▶ _AIM OF THE EXERCISE_
Once you have located the line containing "external irradiance service." in the material below, return it exactly along with each line after it through the line containing "passed through as-is.".

▶ _DATA EXTRACT_
——
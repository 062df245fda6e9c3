use axum::{
    http::StatusCode,
    response::{IntoResponse, Response},
    Json,
};
use thiserror::Error;

/// Defects found while adapting a source payload to the internal shapes.
#[derive(Debug, Clone, PartialEq, Error)]
pub enum NormalizeError {
    #[error("month number {0} in source payload is outside 1-12")]
    MonthOutOfRange(i64),
}

/// Failure talking to the external irradiance service.
#[derive(Debug, Error)]
pub enum SourceError {
    #[error("irradiance service answered {status}: {message}")]
    Status { status: u16, message: String },
    #[error("irradiance service did not answer within the timeout")]
    Timeout,
    #[error("could not reach irradiance service: {0}")]
    Transport(#[source] reqwest::Error),
    #[error("irradiance service returned a body that is not JSON: {0}")]
    MalformedBody(String),
}

impl From<reqwest::Error> for SourceError {
    fn from(e: reqwest::Error) -> Self {
        if e.is_timeout() {
            SourceError::Timeout
        } else if let Some(status) = e.status() {
            SourceError::Status {
                status: status.as_u16(),
                message: e.to_string(),
            }
        } else {
            SourceError::Transport(e)
        }
    }
}

/// Request-scoped error returned by the proxy handlers.
#[derive(Debug, Error)]
pub enum ProxyError {
    #[error("invalid request: {0}")]
    InvalidInput(String),
    #[error(transparent)]
    Source(#[from] SourceError),
    #[error("could not process solar data: {0}")]
    Normalize(#[from] NormalizeError),
}

impl ProxyError {
    pub fn status_code(&self) -> StatusCode {
        match self {
            ProxyError::InvalidInput(_) => StatusCode::BAD_REQUEST,
            // Upstream error statuses are passed through as-is.
            ProxyError::Source(SourceError::Status { status, .. }) => {
                match StatusCode::from_u16(*status) {
                    Ok(code) if code.is_client_error() || code.is_server_error() => code,
                    _ => StatusCode::BAD_GATEWAY,
                }
            }
            ProxyError::Source(SourceError::Timeout) => StatusCode::GATEWAY_TIMEOUT,
            ProxyError::Source(_) => StatusCode::BAD_GATEWAY,
            ProxyError::Normalize(_) => StatusCode::BAD_GATEWAY,
        }
    }
}

impl IntoResponse for ProxyError {
    fn into_response(self) -> Response {
        let status = self.status_code();
        (status, Json(serde_json::json!({ "error": self.to_string() }))).into_response()
    }
}
/// ============================================================
///  PV Production Estimator
///
///  Per hourly observation:
///   1. Cell temperature  – linear NOCT model (800 W/m², 20 °C ambient)
///   2. Thermal derating  – 1 + γ × (T_cell − 25 °C)   (STC reference)
///   3. DC power          – (G/1000) × A × η_panel × derating, per panel
///   4. AC power          – DC × panel count × η_inverter
///   5. Energy            – one-hour step, so kWh == kW
///
///  Aggregation buckets energy by calendar month and divides each month by
///  the number of distinct years that month was observed in, giving a
///  long-term average year. A typical meteorological year, whose months
///  come from different source years, therefore counts once per month.
/// ============================================================

use std::collections::BTreeSet;

use chrono::{Datelike, NaiveDateTime};

use crate::models::solar::{
    AnnualEstimate, HourlyObservation, HourlyProduction, MonthlyEnergy, OptimalAngles,
    PanelSystemConfig,
};
use crate::services::normalizer::month_name;

// ─── Reference conditions ────────────────────────────────────
const STC_CELL_TEMP_C: f64 = 25.0;
const STC_IRRADIANCE_W_M2: f64 = 1000.0;
const NOCT_IRRADIANCE_W_M2: f64 = 800.0;
const NOCT_AMBIENT_C: f64 = 20.0;

const TIMESTAMP_FORMAT: &str = "%Y%m%d:%H%M";

fn estimate_cell_temperature(air_temp_c: f64, g_w_m2: f64, noct_c: f64) -> f64 {
    if g_w_m2 <= 0.0 {
        return air_temp_c;
    }
    air_temp_c + (noct_c - NOCT_AMBIENT_C) * (g_w_m2 / NOCT_IRRADIANCE_W_M2)
}

/// Output of the configured system for a single observation.
pub fn estimate_hour(g_w_m2: f64, air_temp_c: f64, system: &PanelSystemConfig) -> HourlyProduction {
    let cell_temp_c = estimate_cell_temperature(air_temp_c, g_w_m2, system.noct_c);
    let temperature_factor =
        1.0 + system.temperature_coefficient * (cell_temp_c - STC_CELL_TEMP_C);

    let panel_dc_kw = ((g_w_m2 / STC_IRRADIANCE_W_M2)
        * system.panel_area_m2
        * system.panel_efficiency
        * temperature_factor)
        .max(0.0);
    let system_dc_kw = panel_dc_kw * system.panel_count as f64;
    let system_ac_kw = system_dc_kw * system.inverter_efficiency;

    HourlyProduction {
        cell_temp_c,
        temperature_factor,
        panel_dc_kw,
        system_dc_kw,
        system_ac_kw,
    }
}

/// `(year, month)` of a `YYYYMMDD:HHMM` timestamp, or `None` when malformed.
fn parse_year_month(time: &str) -> Option<(i32, u32)> {
    let ts = NaiveDateTime::parse_from_str(time.trim(), TIMESTAMP_FORMAT).ok()?;
    Some((ts.year(), ts.month()))
}

/// Aggregate an hourly series into an average year.
///
/// Rows whose timestamp cannot be parsed are skipped and counted in
/// `rows_skipped`; they never abort the aggregation.
pub fn estimate_annual(
    observations: &[HourlyObservation],
    system: &PanelSystemConfig,
    optimal_angles: Option<OptimalAngles>,
) -> AnnualEstimate {
    let mut monthly_kwh = [0.0_f64; 12];
    let mut years_by_month: [BTreeSet<i32>; 12] = Default::default();
    let mut rows_used = 0;
    let mut rows_skipped = 0;

    for obs in observations {
        let Some((year, month)) = parse_year_month(&obs.time) else {
            #[cfg(feature = "verbose_log")]
            tracing::trace!(time = %obs.time, "skipping row with malformed timestamp");
            rows_skipped += 1;
            continue;
        };
        let slot = (month - 1) as usize;
        years_by_month[slot].insert(year);
        rows_used += 1;

        if obs.irradiance_w_m2 <= 0.0 {
            continue;
        }
        let hour = estimate_hour(obs.irradiance_w_m2, obs.air_temp_c, system);
        tracing::trace!(
            time = %obs.time,
            cell_temp_c = hour.cell_temp_c,
            temperature_factor = hour.temperature_factor,
            panel_dc_kw = hour.panel_dc_kw,
            system_dc_kw = hour.system_dc_kw,
            system_ac_kw = hour.system_ac_kw,
            "hourly output"
        );
        // One-hour step: kW over the hour is kWh.
        monthly_kwh[slot] += hour.system_ac_kw;
    }

    for (energy, years) in monthly_kwh.iter_mut().zip(&years_by_month) {
        if years.len() > 1 {
            *energy /= years.len() as f64;
        }
    }
    let years_covered = years_by_month.iter().map(BTreeSet::len).max().unwrap_or(0) as u32;

    let monthly_energy: Vec<MonthlyEnergy> = (1..=12u32)
        .zip(monthly_kwh)
        .map(|(month, energy_kwh)| MonthlyEnergy {
            month,
            month_name: month_name(month).unwrap_or_default().to_string(),
            energy_kwh,
        })
        .collect();

    if rows_skipped > 0 {
        tracing::debug!(rows_skipped, rows_used, "hourly rows skipped during aggregation");
    }

    AnnualEstimate {
        annual_energy_kwh: monthly_kwh.iter().sum(),
        monthly_energy,
        optimal_angles,
        years_covered,
        rows_used,
        rows_skipped,
    }
}

#[cfg(test)]
mod tests {
    use super::*;
    use approx::assert_relative_eq;
    use chrono::Timelike;

    fn scenario_system() -> PanelSystemConfig {
        PanelSystemConfig {
            panel_efficiency: 0.20,
            panel_area_m2: 1.6,
            panel_count: 10,
            inverter_efficiency: 0.95,
            temperature_coefficient: -0.004,
            noct_c: 45.0,
            tilt_deg: 30.0,
            azimuth_deg: Some(0.0),
        }
    }

    fn obs(time: &str, g: f64, t: f64) -> HourlyObservation {
        HourlyObservation {
            time: time.to_string(),
            irradiance_w_m2: g,
            air_temp_c: t,
        }
    }

    /// Every hour of a non-leap year with a diurnal irradiance bump from 08:00 to 16:00.
    fn synthetic_year(year: i32) -> Vec<HourlyObservation> {
        let start = chrono::NaiveDate::from_ymd_opt(year, 1, 1)
            .unwrap()
            .and_hms_opt(0, 10, 0)
            .unwrap();
        (0..8760)
            .map(|h| {
                let ts = start + chrono::Duration::hours(h);
                let hour = ts.hour();
                let g = if (8..=16).contains(&hour) {
                    600.0 - 60.0 * (hour as f64 - 12.0).abs()
                } else {
                    0.0
                };
                obs(&ts.format(TIMESTAMP_FORMAT).to_string(), g, 15.0)
            })
            .collect()
    }

    #[test]
    fn test_reference_scenario() {
        let hour = estimate_hour(800.0, 20.0, &scenario_system());
        assert_relative_eq!(hour.cell_temp_c, 45.0);
        assert_relative_eq!(hour.temperature_factor, 0.92, epsilon = 1e-12);
        assert_relative_eq!(hour.panel_dc_kw, 0.23552, epsilon = 1e-12);
        assert_relative_eq!(hour.system_dc_kw, 2.3552, epsilon = 1e-12);
        assert_relative_eq!(hour.system_ac_kw, 2.23744, epsilon = 1e-12);
    }

    #[test]
    fn test_night_has_no_heating_and_no_output() {
        let sys = scenario_system();
        for g in [0.0, -3.0] {
            let hour = estimate_hour(g, 12.0, &sys);
            assert_eq!(hour.cell_temp_c, 12.0);
            assert_eq!(hour.system_ac_kw, 0.0);
        }
        let est = estimate_annual(
            &[obs("20200101:0010", 0.0, 5.0), obs("20200701:0010", -1.0, 5.0)],
            &sys,
            None,
        );
        assert_eq!(est.annual_energy_kwh, 0.0);
        assert_eq!(est.rows_used, 2);
    }

    #[test]
    fn test_dc_power_floored_at_zero() {
        // Extreme heat drives the derating factor negative.
        let mut sys = scenario_system();
        sys.temperature_coefficient = -0.05;
        let hour = estimate_hour(1000.0, 40.0, &sys);
        assert!(hour.temperature_factor < 0.0);
        assert_eq!(hour.panel_dc_kw, 0.0);
        assert_eq!(hour.system_ac_kw, 0.0);
    }

    #[test]
    fn test_empty_series_gives_twelve_zero_months() {
        let est = estimate_annual(&[], &scenario_system(), None);
        assert_eq!(est.annual_energy_kwh, 0.0);
        assert_eq!(est.monthly_energy.len(), 12);
        assert!(est.monthly_energy.iter().all(|m| m.energy_kwh == 0.0));
        assert_eq!(est.years_covered, 0);
    }

    #[test]
    fn test_monthly_entries_ordered_and_named() {
        let est = estimate_annual(&synthetic_year(2021), &scenario_system(), None);
        let months: Vec<u32> = est.monthly_energy.iter().map(|m| m.month).collect();
        assert_eq!(months, (1..=12).collect::<Vec<_>>());
        assert_eq!(est.monthly_energy[0].month_name, "January");
        assert_eq!(est.monthly_energy[11].month_name, "December");
    }

    #[test]
    fn test_annual_equals_sum_of_months() {
        let est = estimate_annual(&synthetic_year(2021), &scenario_system(), None);
        let sum: f64 = est.monthly_energy.iter().map(|m| m.energy_kwh).sum();
        assert!(est.annual_energy_kwh > 0.0);
        assert_relative_eq!(est.annual_energy_kwh, sum, max_relative = 1e-12);
    }

    #[test]
    fn test_identical_years_average_to_single_year() {
        let sys = scenario_system();
        let one = estimate_annual(&synthetic_year(2021), &sys, None);

        let mut two_years = synthetic_year(2021);
        two_years.extend(synthetic_year(2022));
        let two = estimate_annual(&two_years, &sys, None);

        assert_eq!(two.years_covered, 2);
        assert_relative_eq!(two.annual_energy_kwh, one.annual_energy_kwh, max_relative = 1e-9);
        for (a, b) in one.monthly_energy.iter().zip(&two.monthly_energy) {
            assert_relative_eq!(a.energy_kwh, b.energy_kwh, max_relative = 1e-9);
        }
    }

    #[test]
    fn test_typical_year_with_mixed_source_years_counts_once() {
        let sys = scenario_system();
        fn noon_rows(year_of: impl Fn(u32) -> u32) -> Vec<HourlyObservation> {
            (1..=12u32)
                .map(|m| obs(&format!("{}{m:02}15:1200", year_of(m)), 800.0, 20.0))
                .collect()
        }
        let tmy = estimate_annual(&noon_rows(|m| 2005 + m), &sys, None);
        let single = estimate_annual(&noon_rows(|_| 2010), &sys, None);

        assert_eq!(tmy.years_covered, 1);
        assert_relative_eq!(tmy.annual_energy_kwh, 12.0 * 2.23744, epsilon = 1e-9);
        assert_relative_eq!(tmy.annual_energy_kwh, single.annual_energy_kwh, epsilon = 1e-12);
        for (a, b) in tmy.monthly_energy.iter().zip(&single.monthly_energy) {
            assert_relative_eq!(a.energy_kwh, b.energy_kwh, epsilon = 1e-12);
        }
    }

    #[test]
    fn test_months_divided_by_their_own_year_count() {
        // January seen in two years, July in one.
        let est = estimate_annual(
            &[
                obs("20190115:1200", 800.0, 20.0),
                obs("20200115:1200", 800.0, 20.0),
                obs("20200715:1200", 800.0, 20.0),
            ],
            &scenario_system(),
            None,
        );
        assert_eq!(est.years_covered, 2);
        assert_relative_eq!(est.monthly_energy[0].energy_kwh, 2.23744, epsilon = 1e-9);
        assert_relative_eq!(est.monthly_energy[6].energy_kwh, 2.23744, epsilon = 1e-9);
        assert_relative_eq!(est.annual_energy_kwh, 2.0 * 2.23744, epsilon = 1e-9);
    }

    #[test]
    fn test_malformed_timestamp_row_is_skipped() {
        let sys = scenario_system();
        let mut rows = synthetic_year(2021);
        assert_eq!(rows.len(), 8760);
        let noon = rows.iter().position(|r| r.time == "20210615:1210").unwrap();
        let dropped_energy = estimate_hour(rows[noon].irradiance_w_m2, 15.0, &sys).system_ac_kw;
        let full = estimate_annual(&rows, &sys, None);

        rows[noon].time = "2021-06-15 12:10".to_string();
        let est = estimate_annual(&rows, &sys, None);

        assert_eq!(est.rows_used, 8759);
        assert_eq!(est.rows_skipped, 1);
        assert_relative_eq!(
            est.annual_energy_kwh,
            full.annual_energy_kwh - dropped_energy,
            max_relative = 1e-9
        );
    }

    #[test]
    fn test_month_out_of_range_is_skipped() {
        let est = estimate_annual(
            &[obs("20201301:1200", 500.0, 20.0), obs("20200101:1200", 500.0, 20.0)],
            &scenario_system(),
            None,
        );
        assert_eq!(est.rows_skipped, 1);
        assert!(est.monthly_energy[0].energy_kwh > 0.0);
    }

    #[test]
    fn test_optimal_angles_passed_through() {
        let angles = OptimalAngles { tilt_deg: 33.0, azimuth_deg: 1.0 };
        let est = estimate_annual(&[], &scenario_system(), Some(angles));
        assert_eq!(est.optimal_angles, Some(angles));
    }
}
——
▶ _EXERCISE SOLUTION_
/// Failure talking to the external irradiance service.
#[derive(Debug, Error)]
pub enum SourceError {
    #[error("irradiance service answered {status}: {message}")]
    Status { status: u16, message: String },
    #[error("irradiance service did not answer within the timeout")]
    Timeout,
    #[error("could not reach irradiance service: {0}")]
    Transport(#[source] reqwest::Error),
    #[error("irradiance service returned a body that is not JSON: {0}")]
    MalformedBody(String),
}

impl From<reqwest::Error> for SourceError {
    fn from(e: reqwest::Error) -> Self {
        if e.is_timeout() {
            SourceError::Timeout
        } else if let Some(status) = e.status() {
            SourceError::Status {
                status: status.as_u16(),
                message: e.to_string(),
            }
        } else {
            SourceError::Transport(e)
        }
    }
}

/// Request-scoped error returned by the proxy handlers.
#[derive(Debug, Error)]
pub enum ProxyError {
    #[error("invalid request: {0}")]
    InvalidInput(String),
    #[error(transparent)]
    Source(#[from] SourceError),
    #[error("could not process solar data: {0}")]
    Normalize(#[from] NormalizeError),
}

impl ProxyError {
    pub fn status_code(&self) -> StatusCode {
        match self {
            ProxyError::InvalidInput(_) => StatusCode::BAD_REQUEST,
            // Upstream error statuses are passed through as-is.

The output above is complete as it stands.